There are three risk status classifications: low, intermediate, and high risk. Intermediate and high-risk classifications suggest a worse prognosis of PAH over the next 5 years, while achieving and maintaining a low-risk status has been shown to improve a patient’s 5-year prognosis. Having routine risk assessments to evaluate disease progression and treatment decisions is important for helping to achieve low-risk status and determine if any adjustments to therapy should be considered. Current treatment guidelines recommend healthcare providers assess their PAH patients’ risk status every 3 to 6 months.
How does treatment help?
Do you know how specific treatments for PAH work to avoid further narrowing of your blood vessels and worsening of symptoms? Understanding some basics about how your medicine may impact your disease, and ultimately affect your PAH risk status, may empower you to help your healthcare provider identify the treatment plan that works best for you. One fundamental thing to know about PAH is that it can involve multiple pathways that affect the blood vessels in the lungs. There are often imbalances in the natural substances in these pathways, and there are several PAH medications that target each of these specific pathways.
One of these pathways is the prostacyclin pathway. Prostacyclin is a substance found in blood vessels that helps keep the vessels open, but it may be lower than normal in people with PAH. The prostacyclin class of medications acts like natural prostacyclin to help combat the narrowing of blood vessels in the lungs. These medications can be administered through oral, inhaled, or pump therapy routes.
Targeting more than one pathway may help your symptoms
While doctors will often start patients with PAH on one oral therapy, combining treatments to target multiple pathways is often highly beneficial for patients.
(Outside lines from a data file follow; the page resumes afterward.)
//! Shared helpers for integration tests.

#![allow(dead_code)]

use std::io::Write;

use flate2::write::ZlibEncoder;
use flate2::Compression;
use lopdf::{dictionary, Document, Object, ObjectId, Stream, StringFormat};

/// How a test page supplies its content.
pub enum PageSpec<'a> {
    /// A content stream with the given operators
    Content(&'a str),
    /// A page dictionary without `/Contents`
    NoContents,
    /// `/Contents` pointing at an object that is not a stream
    BrokenContents,
    /// `/Contents` pointing at an indirect array of streams
    ContentArrayRef(&'a [&'a str]),
    /// A `/FlateDecode` compressed content stream
    Compressed(&'a str),
    /// Page content that only draws Form XObject `/Fm1`, whose own stream
    /// holds the given operators
    Form(&'a str),
}

/// Build a PDF whose pages are described by `pages`.
pub fn build_pdf(pages: &[PageSpec<'_>]) -> Vec<u8> {
    save(build_document(pages))
}

fn save(mut doc: Document) -> Vec<u8> {
    let mut buf = Vec::new();
    doc.save_to(&mut buf).unwrap();
    buf
}

fn build_document(pages: &[PageSpec<'_>]) -> Document {
    let mut doc = Document::with_version("1.5");

    let font_id = doc.add_object(dictionary! {
        "Type" => "Font",
        "Subtype" => "Type1",
        "BaseFont" => "Helvetica",
    });

    let media_box = vec![
        Object::Integer(0),
        Object::Integer(0),
        Object::Integer(612),
        Object::Integer(792),
    ];

    let mut page_ids = Vec::new();
    for page in pages {
        let mut page_dict = dictionary! {
            "Type" => "Page",
            "MediaBox" => media_box.clone(),
            "Resources" => dictionary! {
                "Font" => dictionary! { "F1" => Object::Reference(font_id) },
            },
        };

        match page {
            PageSpec::Content(ops) => {
                let stream = Stream::new(dictionary! {}, ops.as_bytes().to_vec());
                let content_id = doc.add_object(stream);
                page_dict.set("Contents", Object::Reference(content_id));
            }
            PageSpec::NoContents => {}
            PageSpec::BrokenContents => {
                let bogus_id = doc.add_object(Object::Integer(42));
                page_dict.set("Contents", Object::Reference(bogus_id));
            }
            PageSpec::ContentArrayRef(parts) => {
                let streams: Vec<Object> = parts
                    .iter()
                    .map(|ops| {
                        let stream = Stream::new(dictionary! {}, ops.as_bytes().to_vec());
                        Object::Reference(doc.add_object(stream))
                    })
                    .collect();
                let array_id = doc.add_object(Object::Array(streams));
                page_dict.set("Contents", Object::Reference(array_id));
            }
            PageSpec::Compressed(ops) => {
                let mut encoder = ZlibEncoder::new(Vec::new(), Compression::default());
                encoder.write_all(ops.as_bytes()).unwrap();
                let stream = Stream::new(
                    dictionary! { "Filter" => "FlateDecode" },
                    encoder.finish().unwrap(),
                );
                let content_id = doc.add_object(stream);
                page_dict.set("Contents", Object::Reference(content_id));
            }
            PageSpec::Form(ops) => {
                let form = Stream::new(
                    dictionary! {
                        "Type" => "XObject",
                        "Subtype" => "Form",
                        "BBox" => media_box.clone(),
                        "Resources" => dictionary! {
                            "Font" => dictionary! { "F1" => Object::Reference(font_id) },
                        },
                    },
                    ops.as_bytes().to_vec(),
                );
                let form_id = doc.add_object(form);
                let content = Stream::new(dictionary! {}, b"q /Fm1 Do Q".to_vec());
                let content_id = doc.add_object(content);
                page_dict.set("Contents", Object::Reference(content_id));
                page_dict.set(
                    "Resources",
                    dictionary! {
                        "Font" => dictionary! { "F1" => Object::Reference(font_id) },
                        "XObject" => dictionary! { "Fm1" => Object::Reference(form_id) },
                    },
                );
            }
        }

        page_ids.push(doc.add_object(page_dict));
    }

    let kids: Vec<Object> = page_ids.iter().map(|id| Object::Reference(*id)).collect();
    let pages_id = doc.add_object(dictionary! {
        "Type" => "Pages",
        "Kids" => kids,
        "Count" => Object::Integer(pages.len() as i64),
    });

    for &pid in &page_ids {
        if let Ok(page_obj) = doc.get_object_mut(pid) {
            if let Ok(dict) = page_obj.as_dict_mut() {
                dict.set("Parent", Object::Reference(pages_id));
            }
        }
    }

    let catalog_id = doc.add_object(dictionary! {
        "Type" => "Catalog",
        "Pages" => Object::Reference(pages_id),
    });
    doc.trailer.set("Root", Object::Reference(catalog_id));

    doc
}

/// Build a PDF with one `Tj` line of text per page.
pub fn pdf_with_pages(texts: &[&str]) -> Vec<u8> {
    save(text_document(texts))
}

/// Build an RC4 40-bit (V1/R2) encrypted PDF with one `Tj` line per page.
pub fn encrypted_pdf_with_pages(user_password: &[u8], texts: &[&str]) -> Vec<u8> {
    let mut doc = text_document(texts);
    encrypt(&mut doc, user_password);
    save(doc)
}

fn text_document(texts: &[&str]) -> Document {
    let contents: Vec<String> = texts
        .iter()
        .map(|text| format!("BT /F1 12 Tf 72 720 Td ({text}) Tj ET"))
        .collect();
    let specs: Vec<PageSpec<'_>> = contents
        .iter()
        .map(|c| PageSpec::Content(c.as_str()))
        .collect();
    build_document(&specs)
}

/// Standard security handler password padding.
const PAD_BYTES: [u8; 32] = [
    0x28, 0xBF, 0x4E, 0x5E, 0x4E, 0x75, 0x8A, 0x41, 0x64, 0x00, 0x4E, 0x56, 0xFF, 0xFA, 0x01,
    0x08, 0x2E, 0x2E, 0x00, 0xB6, 0xD0, 0x68, 0x3E, 0x80, 0x2F, 0x0C, 0xA9, 0xFE, 0x64, 0x53,
    0x69, 0x7A,
];

fn rc4(key: &[u8], data: &[u8]) -> Vec<u8> {
    let mut s: Vec<u8> = (0..=255).collect();
    let mut j: usize = 0;
    for i in 0..256 {
        j = (j + s[i] as usize + key[i % key.len()] as usize) & 0xFF;
        s.swap(i, j);
    }

    let mut out = Vec::with_capacity(data.len());
    let mut i: usize = 0;
    j = 0;
    for &byte in data {
        i = (i + 1) & 0xFF;
        j = (j + s[i] as usize) & 0xFF;
        s.swap(i, j);
        out.push(byte ^ s[(s[i] as usize + s[j] as usize) & 0xFF]);
    }
    out
}

/// Encrypt every stream and string in place and add `/Encrypt` and `/ID`.
///
/// Owner and user passwords are the same.
fn encrypt(doc: &mut Document, user_password: &[u8]) {
    let file_id = b"pagetextfileid01";
    let permissions: i32 = -4;

    let pw_len = user_password.len().min(32);
    let mut padded_pw = user_password[..pw_len].to_vec();
    padded_pw.extend_from_slice(&PAD_BYTES[..32 - pw_len]);

    let o_digest = md5::compute(&padded_pw);
    let o_value = rc4(&o_digest[..5], &padded_pw);

    let mut key_input = padded_pw.clone();
    key_input.extend_from_slice(&o_value);
    key_input.extend_from_slice(&(permissions as u32).to_le_bytes());
    key_input.extend_from_slice(file_id);
    let key = md5::compute(&key_input)[..5].to_vec();

    let u_value = rc4(&key, &PAD_BYTES);

    for (&(num, generation), obj) in doc.objects.iter_mut() {
        let mut obj_key_input = key.clone();
        obj_key_input.extend_from_slice(&num.to_le_bytes()[..3]);
        obj_key_input.extend_from_slice(&generation.to_le_bytes());
        let obj_digest = md5::compute(&obj_key_input);
        let obj_key = &obj_digest[..key.len() + 5];

        match obj {
            Object::Stream(stream) => {
                let encrypted = rc4(obj_key, &stream.content);
                stream.set_content(encrypted);
            }
            Object::String(content, _) => *content = rc4(obj_key, content),
            _ => {}
        }
    }

    let encrypt_id: ObjectId = doc.add_object(dictionary! {
        "Filter" => "Standard",
        "V" => 1_i64,
        "R" => 2_i64,
        "Length" => 40_i64,
        "O" => Object::String(o_value, StringFormat::Literal),
        "U" => Object::String(u_value, StringFormat::Literal),
        "P" => permissions as i64,
    });
    doc.trailer.set("Encrypt", Object::Reference(encrypt_id));
    doc.trailer.set(
        "ID",
        Object::Array(vec![
            Object::String(file_id.to_vec(), StringFormat::Literal),
            Object::String(file_id.to_vec(), StringFormat::Literal),
        ]),
    );
}

/// Write bytes to a temporary `.pdf` file.
pub fn write_temp_pdf(bytes: &[u8]) -> tempfile::NamedTempFile {
    let mut f = tempfile::Builder::new().suffix(".pdf").tempfile().unwrap();
    f.write_all(bytes).unwrap();
    f.flush().unwrap();
    f
}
Prostacyclin class therapies tend to be added on after the other treatments, especially when a patient still hasn’t reached low-risk status while on other medications.
When it is appropriate to add on a drug that targets the prostacyclin pathway, PAH patients may be prescribed Orenitram (treprostinil) in addition to their initial therapy. Orenitram, which is indicated for PAH patients to delay disease progression and improve exercise capacity, is the first oral prostacyclin class treatment to be approved by the U.S. Food and Drug Administration (FDA). It is the tablet form of the same proven and trusted type of medicine that has been available as a pump therapy for more than 18 years.
What to expect with Orenitram (treprostinil)
Taking Orenitram may impact your PAH risk status. In a clinical study, 9 of 10 patients who added Orenitram to their treatment plan maintained or improved their PAH risk status. Improvement in risk status was seen in over 30% of patients, and it occurred as early as three months after starting treatment.
In clinical studies, patients taking Orenitram have also:
• Decreased their shortness of breath
• Reduced strain on their heart
• Maintained or improved their functional class, and
• Increased their 6-minute walk.
Many of these parameters are what healthcare providers use to assess your PAH risk status, and ultimately, predict disease progression. In fact, patients taking Orenitram in a clinical study were found to have a 61% less likely chance of disease progression compared to those who didn’t add Orenitram to their treatment plan.
Patients taking Orenitram may experience side effects. Some of the most common side effects are headache, diarrhea, nausea, vomiting, flushing, and pain in arms, legs, and jaw. Some patients taking Orenitram find that they feel worse before they feel better, but they may eventually see improvements in PAH symptoms that they did not experience with other therapeutic approaches. Your healthcare team will discuss possible side effects with you before starting Orenitram so you know what to expect and can create a plan for how to manage these side effects.
Improving risk status is a major goal of PAH treatment, but there is no one-size-fits-all solution for achieving this goal. Orenitram is an add-on medication for PAH patients whose disease may still be progressing despite the use of other therapy. With this medication, patients may be able to improve their overall PAH risk status and slow the progression of their disease. Ask your healthcare provider if adding Orenitram may help you do more and help control your PAH.
IMPORTANT SAFETY INFORMATION FOR ORENITRAM
Who should not take Orenitram?
Do not take Orenitram if you have severe liver problems.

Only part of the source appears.